◆ **WORK ITEM**:
Each entry below is to be printed verbatim.

◇ ◇ ◇ ◇

//! REST API module.
//!
//! Every handler answers with the success or error envelope and the revision the client
//! should cache against. Writes report the revision produced by the write.

mod academic_years;
mod audit;
mod dashboard;
mod exams;
mod maintenance;
mod profiles;
mod records;
mod revision;
mod search;
mod settings;
mod sponsors;
mod students;

pub use academic_years::*;
pub use audit::*;
pub use dashboard::*;
pub use exams::*;
pub use maintenance::*;
pub use profiles::*;
pub use records::*;
pub use revision::*;
pub use search::*;
pub use settings::*;
pub use sponsors::*;
pub use students::*;

use axum::{
    http::StatusCode,
    response::{IntoResponse, Response},
    Json,
};
use serde::Serialize;

use crate::errors::AppError;
use crate::AppState;

/// Success response envelope.
#[derive(Debug, Serialize)]
#[serde(rename_all = "camelCase")]
pub struct ApiResponse<T: Serialize> {
    pub success: bool,
    pub data: T,
    pub revision_id: i64,
}

impl<T: Serialize> ApiResponse<T> {
    pub fn new(data: T, revision_id: i64) -> Self {
        Self {
            success: true,
            data,
            revision_id,
        }
    }
}

impl<T: Serialize> IntoResponse for ApiResponse<T> {
    fn into_response(self) -> Response {
        (StatusCode::OK, Json(self)).into_response()
    }
}

/// Response type that can be either success or error.
pub type ApiResult<T> = Result<ApiResponse<T>, crate::errors::AppErrorWithRevision>;

/// Create a successful API response.
pub fn success<T: Serialize>(data: T, revision_id: i64) -> ApiResult<T> {
    Ok(ApiResponse::new(data, revision_id))
}

/// Create an error API response.
pub fn error<T: Serialize>(err: AppError, revision_id: i64) -> ApiResult<T> {
    Err(crate::errors::AppErrorWithRevision {
        error: err,
        revision_id,
    })
}

/// Answer a write: on success with the revision it produced, on failure with the one before.
pub async fn written<T: Serialize>(
    state: &AppState,
    revision_id: i64,
    result: Result<T, AppError>,
) -> ApiResult<T> {
    match result {
        Ok(data) => {
            let new_revision = state.repo.get_revision_id().await.unwrap_or(revision_id);
            success(data, new_revision)
        }
        Err(e) => error(e, revision_id),
    }
}

/// Reject blank required text fields before any write.
pub fn require_text(value: &str, field: &str) -> Result<(), AppError> {
    if value.trim().is_empty() {
        return Err(AppError::Validation(format!("{} is required", field)));
    }
    Ok(())
}
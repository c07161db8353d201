//! Revision model used by clients to detect stale cached views.

use serde::{Deserialize, Serialize};

/// Revision information for change detection.
#[derive(Debug, Clone, Serialize, Deserialize)]
#[serde(rename_all = "camelCase")]
pub struct RevisionInfo {
    pub revision_id: i64,
    pub generated_at: String,
}
//! Configuration module for the sponsorship backend.
//!
//! Process configuration is loaded from environment variables with sensible defaults.
//! Organization settings (name, email transport) live in the `settings` table instead.

use std::env;
use std::net::SocketAddr;
use std::path::PathBuf;

/// Application configuration loaded from environment variables.
#[derive(Debug, Clone)]
pub struct Config {
    /// Pre-shared key for API authentication (required in production)
    pub api_psk: Option<String>,
    /// Path to SQLite database file
    pub db_path: PathBuf,
    /// Path to the directory search index
    pub index_path: PathBuf,
    /// Address to bind the server to
    pub bind_addr: SocketAddr,
    /// Log level (trace, debug, info, warn, error)
    pub log_level: String,
}

/// Error raised when an environment variable holds an unusable value.
#[derive(Debug)]
pub struct ConfigError(pub String);

impl std::fmt::Display for ConfigError {
    fn fmt(&self, f: &mut std::fmt::Formatter<'_>) -> std::fmt::Result {
        write!(f, "configuration error: {}", self.0)
    }
}

impl std::error::Error for ConfigError {}

impl Config {
    /// Load configuration from environment variables.
    pub fn from_env() -> Result<Self, ConfigError> {
        dotenvy::dotenv().ok();

        let api_psk = env::var("SPONSOR_API_PSK").ok().filter(|k| !k.is_empty());

        let db_path = env::var("SPONSOR_DB_PATH")
            .unwrap_or_else(|_| "./data/sponsorship.sqlite".to_string())
            .into();

        let index_path = env::var("SPONSOR_INDEX_PATH")
            .unwrap_or_else(|_| "./data/index".to_string())
            .into();

        let raw_addr =
            env::var("SPONSOR_BIND_ADDR").unwrap_or_else(|_| "127.0.0.1:8080".to_string());
        let bind_addr = raw_addr
            .parse()
            .map_err(|_| ConfigError(format!("invalid SPONSOR_BIND_ADDR: {}", raw_addr)))?;

        let log_level = env::var("SPONSOR_LOG_LEVEL").unwrap_or_else(|_| "info".to_string());

        Ok(Self {
            api_psk,
            db_path,
            index_path,
            bind_addr,
            log_level,
        })
    }
}

#[cfg(test)]
mod tests {
    use super::*;

    // Both cases share one test so parallel tests never race on the environment.
    #[test]
    fn test_config_from_env() {
        env::remove_var("SPONSOR_API_PSK");
        env::remove_var("SPONSOR_DB_PATH");
        env::remove_var("SPONSOR_INDEX_PATH");
        env::remove_var("SPONSOR_BIND_ADDR");
        env::remove_var("SPONSOR_LOG_LEVEL");

        let config = Config::from_env().unwrap();

        assert!(config.api_psk.is_none());
        assert_eq!(config.db_path, PathBuf::from("./data/sponsorship.sqlite"));
        assert_eq!(config.index_path, PathBuf::from("./data/index"));
        assert_eq!(config.bind_addr.to_string(), "127.0.0.1:8080");
        assert_eq!(config.log_level, "info");

        env::set_var("SPONSOR_BIND_ADDR", "not-an-address");
        let err = Config::from_env().unwrap_err();
        assert!(err.to_string().contains("SPONSOR_BIND_ADDR"));
        env::remove_var("SPONSOR_BIND_ADDR");
    }
}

◇ ◇ ◇ ◇

◆ **TASK RESPONSE**:
//! REST API module.
//!
//! Every handler answers with the success or error envelope and the revision the client
//! should cache against. Writes report the revision produced by the write.

mod academic_years;
mod audit;
mod dashboard;
mod exams;
mod maintenance;
mod profiles;
mod records;
mod revision;
mod search;
mod settings;
mod sponsors;
mod students;

pub use academic_years::*;
pub use audit::*;
pub use dashboard::*;
pub use exams::*;
pub use maintenance::*;
pub use profiles::*;
pub use records::*;
pub use revision::*;
pub use search::*;
pub use settings::*;
pub use sponsors::*;
pub use students::*;

use axum::{
    http::StatusCode,
    response::{IntoResponse, Response},
    Json,
};
use serde::Serialize;

use crate::errors::AppError;
use crate::AppState;

/// Success response envelope.
#[derive(Debug, Serialize)]
#[serde(rename_all = "camelCase")]
pub struct ApiResponse<T: Serialize> {
    pub success: bool,
    pub data: T,
    pub revision_id: i64,
}

impl<T: Serialize> ApiResponse<T> {
    pub fn new(data: T, revision_id: i64) -> Self {
        Self {
            success: true,
            data,
            revision_id,
        }
    }
}

impl<T: Serialize> IntoResponse for ApiResponse<T> {
    fn into_response(self) -> Response {
        (StatusCode::OK, Json(self)).into_response()
    }
}

/// Response type that can be either success or error.
pub type ApiResult<T> = Result<ApiResponse<T>, crate::errors::AppErrorWithRevision>;

/// Create a successful API response.
pub fn success<T: Serialize>(data: T, revision_id: i64) -> ApiResult<T> {
    Ok(ApiResponse::new(data, revision_id))
}

/// Create an error API response.
pub fn error<T: Serialize>(err: AppError, revision_id: i64) -> ApiResult<T> {
    Err(crate::errors::AppErrorWithRevision {
        error: err,
        revision_id,
    })
}

/// Answer a write: on success with the revision it produced, on failure with the one before.
pub async fn written<T: Serialize>(
    state: &AppState,
    revision_id: i64,
    result: Result<T, AppError>,
) -> ApiResult<T> {
    match result {
        Ok(data) => {
            let new_revision = state.repo.get_revision_id().await.unwrap_or(revision_id);
            success(data, new_revision)
        }
        Err(e) => error(e, revision_id),
    }
}

/// Reject blank required text fields before any write.
pub fn require_text(value: &str, field: &str) -> Result<(), AppError> {
    if value.trim().is_empty() {
        return Err(AppError::Validation(format!("{} is required", field)));
    }
    Ok(())
}
repository c07161db8353d201
//! Revision model used by clients to detect stale cached views.

use serde::{Deserialize, Serialize};

/// Revision information for change detection.
#[derive(Debug, Clone, Serialize, Deserialize)]
#[serde(rename_all = "camelCase")]
pub struct RevisionInfo {
    pub revision_id: i64,
    pub generated_at: String,
}
//! Configuration module for the sponsorship backend.
//!
//! Process configuration is loaded from environment variables with sensible defaults.
//! Organization settings (name, email transport) live in the `settings` table instead.

use std::env;
use std::net::SocketAddr;
use std::path::PathBuf;

/// Application configuration loaded from environment variables.
#[derive(Debug, Clone)]
pub struct Config {
    /// Pre-shared key for API authentication (required in production)
    pub api_psk: Option<String>,
    /// Path to SQLite database file
    pub db_path: PathBuf,
    /// Path to the directory search index
    pub index_path: PathBuf,
    /// Address to bind the server to
    pub bind_addr: SocketAddr,
    /// Log level (trace, debug, info, warn, error)
    pub log_level: String,
}

/// Error raised when an environment variable holds an unusable value.
#[derive(Debug)]
pub struct ConfigError(pub String);

impl std::fmt::Display for ConfigError {
    fn fmt(&self, f: &mut std::fmt::Formatter<'_>) -> std::fmt::Result {
        write!(f, "configuration error: {}", self.0)
    }
}

impl std::error::Error for ConfigError {}

impl Config {
    /// Load configuration from environment variables.
    pub fn from_env() -> Result<Self, ConfigError> {
        dotenvy::dotenv().ok();

        let api_psk = env::var("SPONSOR_API_PSK").ok().filter(|k| !k.is_empty());

        let db_path = env::var("SPONSOR_DB_PATH")
            .unwrap_or_else(|_| "./data/sponsorship.sqlite".to_string())
            .into();

        let index_path = env::var("SPONSOR_INDEX_PATH")
            .unwrap_or_else(|_| "./data/index".to_string())
            .into();

        let raw_addr =
            env::var("SPONSOR_BIND_ADDR").unwrap_or_else(|_| "127.0.0.1:8080".to_string());
        let bind_addr = raw_addr
            .parse()
            .map_err(|_| ConfigError(format!("invalid SPONSOR_BIND_ADDR: {}", raw_addr)))?;

        let log_level = env::var("SPONSOR_LOG_LEVEL").unwrap_or_else(|_| "info".to_string());

        Ok(Self {
            api_psk,
            db_path,
            index_path,
            bind_addr,
            log_level,
        })
    }
}

#[cfg(test)]
mod tests {
    use super::*;

    // Both cases share one test so parallel tests never race on the environment.
    #[test]
    fn test_config_from_env() {
        env::remove_var("SPONSOR_API_PSK");
        env::remove_var("SPONSOR_DB_PATH");
        env::remove_var("SPONSOR_INDEX_PATH");
        env::remove_var("SPONSOR_BIND_ADDR");
        env::remove_var("SPONSOR_LOG_LEVEL");

        let config = Config::from_env().unwrap();

        assert!(config.api_psk.is_none());
        assert_eq!(config.db_path, PathBuf::from("./data/sponsorship.sqlite"));
        assert_eq!(config.index_path, PathBuf::from("./data/index"));
        assert_eq!(config.bind_addr.to_string(), "127.0.0.1:8080");
        assert_eq!(config.log_level, "info");

        env::set_var("SPONSOR_BIND_ADDR", "not-an-address");
        let err = Config::from_env().unwrap_err();
        assert!(err.to_string().contains("SPONSOR_BIND_ADDR"));
        env::remove_var("SPONSOR_BIND_ADDR");
    }
}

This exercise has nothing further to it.